The LOS propagation system is used for point to point communications. This is the most basic technology and so the most commonly investigated. The main drawback is the severe impact of misalignments between optical transmitter and receiver on the path loss. Therefore, when considering patient mobility, it imposes more deployment constraints. On the opposite, for diffuse configuration, the optical transmitter projects a wide-beam on room’s reflecting surface, e.g., ceiling or floor, and the diffuse reflections are used to establish a link to a receiver facing toward the ceiling.
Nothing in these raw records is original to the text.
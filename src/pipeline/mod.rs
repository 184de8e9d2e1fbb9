//! Write path of the chat pipeline
//!
//! This module provides:
//! - The bounded intake queue and adaptive batch persister
//! - Batch size planning and adjustment

pub mod persister;
pub mod sizing;

pub use persister::{
    BatchPersister, BatchReport, DeadLetterSink, DropReason, LogDeadLetters, PersisterConfig,
    PersisterStats, RetryReport, SubmitOutcome,
};
pub use sizing::{BatchBounds, RunObservation, adjust_batch_size, plan_batch};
In such a scheme, it is not necessary to ensure a perfect aligned path. On the counterpart, there is dispersion due to multipath propagation, which increases path loss and thus the required transmitter power for a given QoS.
In this paper, we investigate the use of wireless IR technology to perform the communication between the IR transmitter placed on the patient body coupled with medical sensors and the base station located on the room ceiling. Based on both LOS and diffuse configurations, our goal is to evaluate the reliability of a vital data transmission system based on IR technology.